Listed entries: Begin

//! # Connection Pool
//!
//! Purpose: Present one logical multiplexed connection per destination while
//! bounding the number of real sockets.
//!
//! ## Design Principles
//! 1. **Object Pool Pattern**: A fixed set of shared slots carries ordinary
//!    traffic; dedicated connections are checked out and handed back.
//! 2. **Lazy Replacement**: Closed connections are re-dialed on their next
//!    selection, one dial per slot at a time.
//! 3. **Bounded Checkout**: A semaphore caps dedicated connections; waiters
//!    park instead of failing.
//! 4. **RAII Release**: `DedicatedConnection` returns itself on drop.

use std::collections::{HashMap, VecDeque};
use std::ops::Deref;
use std::sync::atomic::{AtomicBool, AtomicUsize, Ordering};
use std::sync::Arc;
use std::time::Duration;

use mkv_common::{Command, Error, RespValue, Result};
use parking_lot::{Mutex, RwLock};
use tokio::sync::{OwnedSemaphorePermit, Semaphore};
use tracing::debug;

use crate::config::ConnConfig;
use crate::connection::Connection;
use crate::stats::StatsSnapshot;

/// Shared connection position; dialed lazily.
struct SharedSlot {
    conn: RwLock<Option<Arc<Connection>>>,
    dialing: tokio::sync::Mutex<()>,
}

struct PoolInner {
    addr: String,
    config: ConnConfig,
    slots: Vec<SharedSlot>,
    /// Released dedicated connections; they serve shared traffic until the
    /// next checkout.
    spares: Mutex<VecDeque<Arc<Connection>>>,
    /// Dedicated connections currently checked out, by connection id.
    leased: Mutex<HashMap<u64, Arc<Connection>>>,
    next: AtomicUsize,
    dedicated: Arc<Semaphore>,
    closed: AtomicBool,
}

/// Connections to one destination.
#[derive(Clone)]
pub struct Pool {
    inner: Arc<PoolInner>,
}

impl Pool {
    /// Creates the pool and dials its first shared connection. A failure
    /// here is returned as is.
    pub async fn dial(addr: &str, config: ConnConfig) -> Result<Pool> {
        let shared = config.shared_connections.max(1);
        let inner = PoolInner {
            addr: addr.to_string(),
            slots: (0..shared)
                .map(|_| SharedSlot {
                    conn: RwLock::new(None),
                    dialing: tokio::sync::Mutex::new(()),
                })
                .collect(),
            spares: Mutex::new(VecDeque::new()),
            leased: Mutex::new(HashMap::new()),
            next: AtomicUsize::new(0),
            dedicated: Arc::new(Semaphore::new(config.dedicated_pool_size.max(1))),
            closed: AtomicBool::new(false),
            config,
        };
        let pool = Pool { inner: Arc::new(inner) };
        pool.shared_slot(0).await?;
        debug!(addr, shared, "pool ready");
        Ok(pool)
    }

    pub fn addr(&self) -> &str {
        &self.inner.addr
    }

    pub fn is_closed(&self) -> bool {
        self.inner.closed.load(Ordering::Acquire)
    }

    /// Live connections currently serving shared traffic.
    pub fn in_rotation(&self) -> usize {
        let shared = self
            .inner
            .slots
            .iter()
            .filter(|slot| slot.conn.read().as_ref().map_or(false, |conn| !conn.is_closed()))
            .count();
        let spares = self.inner.spares.lock().iter().filter(|conn| !conn.is_closed()).count();
        shared + spares
    }

    /// Dedicated connections currently checked out.
    pub fn leased(&self) -> usize {
        self.inner.leased.lock().len()
    }

    pub async fn execute(&self, cmd: &Command) -> Result<RespValue> {
        loop {
            let conn = self.pick().await?;
            if let Some(result) = conn.execute_shared(cmd).await {
                return result;
            }
        }
    }

    pub async fn execute_cached(&self, cmd: &Command, ttl: Duration) -> Result<RespValue> {
        loop {
            let conn = self.pick().await?;
            if let Some(result) = conn.execute_cached_shared(cmd, ttl).await {
                return result;
            }
        }
    }

    pub async fn execute_batch(&self, cmds: &[Command]) -> Result<Vec<RespValue>> {
        loop {
            let conn = self.pick().await?;
            if let Some(result) = conn.execute_batch_shared(cmds).await {
                return result;
            }
        }
    }

    /// Checks out a connection for exclusive use, waiting while the
    /// dedicated ceiling is reached.
    pub async fn acquire(&self) -> Result<DedicatedConnection> {
        self.ensure_open()?;
        let permit = Arc::clone(&self.inner.dedicated)
            .acquire_owned()
            .await
            .map_err(|_| Error::ConnectionClosed)?;
        self.ensure_open()?;

        let conn = match self.take_spare() {
            Some(conn) => conn,
            None => {
                let conn = Arc::new(Connection::connect(&self.inner.addr, &self.inner.config).await?);
                conn.try_dedicate();
                conn
            }
        };
        if self.is_closed() {
            conn.close();
            return Err(Error::ConnectionClosed);
        }

        self.inner.leased.lock().insert(conn.id(), Arc::clone(&conn));
        debug!(addr = %self.inner.addr, conn = conn.id(), "dedicated connection acquired");
        Ok(DedicatedConnection {
            conn,
            pool: Arc::clone(&self.inner),
            _permit: permit,
        })
    }

    /// Returns a dedicated connection to rotation; same as dropping it.
    pub fn release(&self, conn: DedicatedConnection) {
        drop(conn);
    }

    /// Closes every connection. Later calls, and parked `acquire`s, fail
    /// with [`Error::ConnectionClosed`].
    pub fn close(&self) {
        if self.inner.closed.swap(true, Ordering::AcqRel) {
            return;
        }
        self.inner.dedicated.close();
        for slot in &self.inner.slots {
            if let Some(conn) = slot.conn.write().take() {
                conn.close();
            }
        }
        for conn in self.inner.spares.lock().drain(..) {
            conn.close();
        }
        for (_, conn) in self.inner.leased.lock().drain() {
            conn.close();
        }
        debug!(addr = %self.inner.addr, "pool closed");
    }

    /// Sum of the counters of every connection the pool holds.
    pub fn stats(&self) -> StatsSnapshot {
        let mut total = StatsSnapshot::default();
        for slot in &self.inner.slots {
            if let Some(conn) = slot.conn.read().as_ref() {
                total = total + conn.stats();
            }
        }
        for conn in self.inner.spares.lock().iter() {
            total = total + conn.stats();
        }
        for conn in self.inner.leased.lock().values() {
            total = total + conn.stats();
        }
        total
    }

    fn ensure_open(&self) -> Result<()> {
        if self.is_closed() {
            return Err(Error::ConnectionClosed);
        }
        Ok(())
    }

    /// Round-robin over shared slots followed by spares.
    async fn pick(&self) -> Result<Arc<Connection>> {
        self.ensure_open()?;
        let shared = self.inner.slots.len();
        let spare_count = self.inner.spares.lock().len();
        let n = self.inner.next.fetch_add(1, Ordering::Relaxed) % (shared + spare_count);

        if n >= shared {
            let spare = {
                let mut spares = self.inner.spares.lock();
                spares.retain(|conn| !conn.is_closed());
                spares.get(n - shared).cloned()
            };
            if let Some(conn) = spare {
                return Ok(conn);
            }
        }
        self.shared_slot(n % shared).await
    }

    async fn shared_slot(&self, idx: usize) -> Result<Arc<Connection>> {
        let slot = &self.inner.slots[idx];
        let current = slot.conn.read().clone();
        if let Some(conn) = current.filter(|conn| !conn.is_closed()) {
            return Ok(conn);
        }

        let _dialing = slot.dialing.lock().await;
        let current = slot.conn.read().clone();
        if let Some(conn) = current.filter(|conn| !conn.is_closed()) {
            return Ok(conn);
        }
        self.ensure_open()?;

        let conn = Arc::new(Connection::connect(&self.inner.addr, &self.inner.config).await?);
        if self.is_closed() {
            conn.close();
            return Err(Error::ConnectionClosed);
        }
        *slot.conn.write() = Some(Arc::clone(&conn));
        debug!(addr = %self.inner.addr, slot = idx, conn = conn.id(), "shared connection dialed");
        Ok(conn)
    }

    fn take_spare(&self) -> Option<Arc<Connection>> {
        let mut spares = self.inner.spares.lock();
        while let Some(conn) = spares.pop_front() {
            if conn.try_dedicate() {
                return Some(conn);
            }
        }
        None
    }
}

impl PoolInner {
    fn release(&self, conn: Arc<Connection>) {
        self.leased.lock().remove(&conn.id());
        if conn.is_closed() || self.closed.load(Ordering::Acquire) {
            conn.close();
            debug!(addr = %self.addr, conn = conn.id(), "discarded dedicated connection");
            return;
        }
        conn.undedicate();
        self.spares.lock().push_back(conn);
    }
}

impl std::fmt::Debug for Pool {
    fn fmt(&self, f: &mut std::fmt::Formatter<'_>) -> std::fmt::Result {
        f.debug_struct("Pool")
            .field("addr", &self.inner.addr)
            .field("closed", &self.is_closed())
            .finish()
    }
}

/// Exclusive handle on one connection. Dropping it hands the connection
/// back to its pool.
///
/// Ownership only changes through [`Pool::acquire`] and release; the
/// handle cannot put its connection back into rotation itself:
///
/// ```compile_fail
/// async fn lease(pool: &mkv_client::Pool) -> mkv_client::Result<()> {
///     let conn = pool.acquire().await?;
///     conn.undedicate();
///     Ok(())
/// }
/// ```
pub struct DedicatedConnection {
    conn: Arc<Connection>,
    pool: Arc<PoolInner>,
    _permit: OwnedSemaphorePermit,
}

impl Deref for DedicatedConnection {
    type Target = Connection;

    fn deref(&self) -> &Connection {
        &self.conn
    }
}

impl Drop for DedicatedConnection {
    fn drop(&mut self) {
        self.pool.release(Arc::clone(&self.conn));
    }
}

impl std::fmt::Debug for DedicatedConnection {
    fn fmt(&self, f: &mut std::fmt::Formatter<'_>) -> std::fmt::Result {
        f.debug_struct("DedicatedConnection")
            .field("conn", &self.conn)
            .finish()
    }
}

Listed entries: End

--- Work required ---
What is needed is an exact copy of the entries from their first line down to the line with "instead of failing.", that line included, and nothing beyond it.

--- Answer to this exercise ---
//! # Connection Pool
//!
//! Purpose: Present one logical multiplexed connection per destination while
//! bounding the number of real sockets.
//!
//! ## Design Principles
//! 1. **Object Pool Pattern**: A fixed set of shared slots carries ordinary
//!    traffic; dedicated connections are checked out and handed back.
//! 2. **Lazy Replacement**: Closed connections are re-dialed on their next
//!    selection, one dial per slot at a time.
//! 3. **Bounded Checkout**: A semaphore caps dedicated connections; waiters
//!    park instead of failing.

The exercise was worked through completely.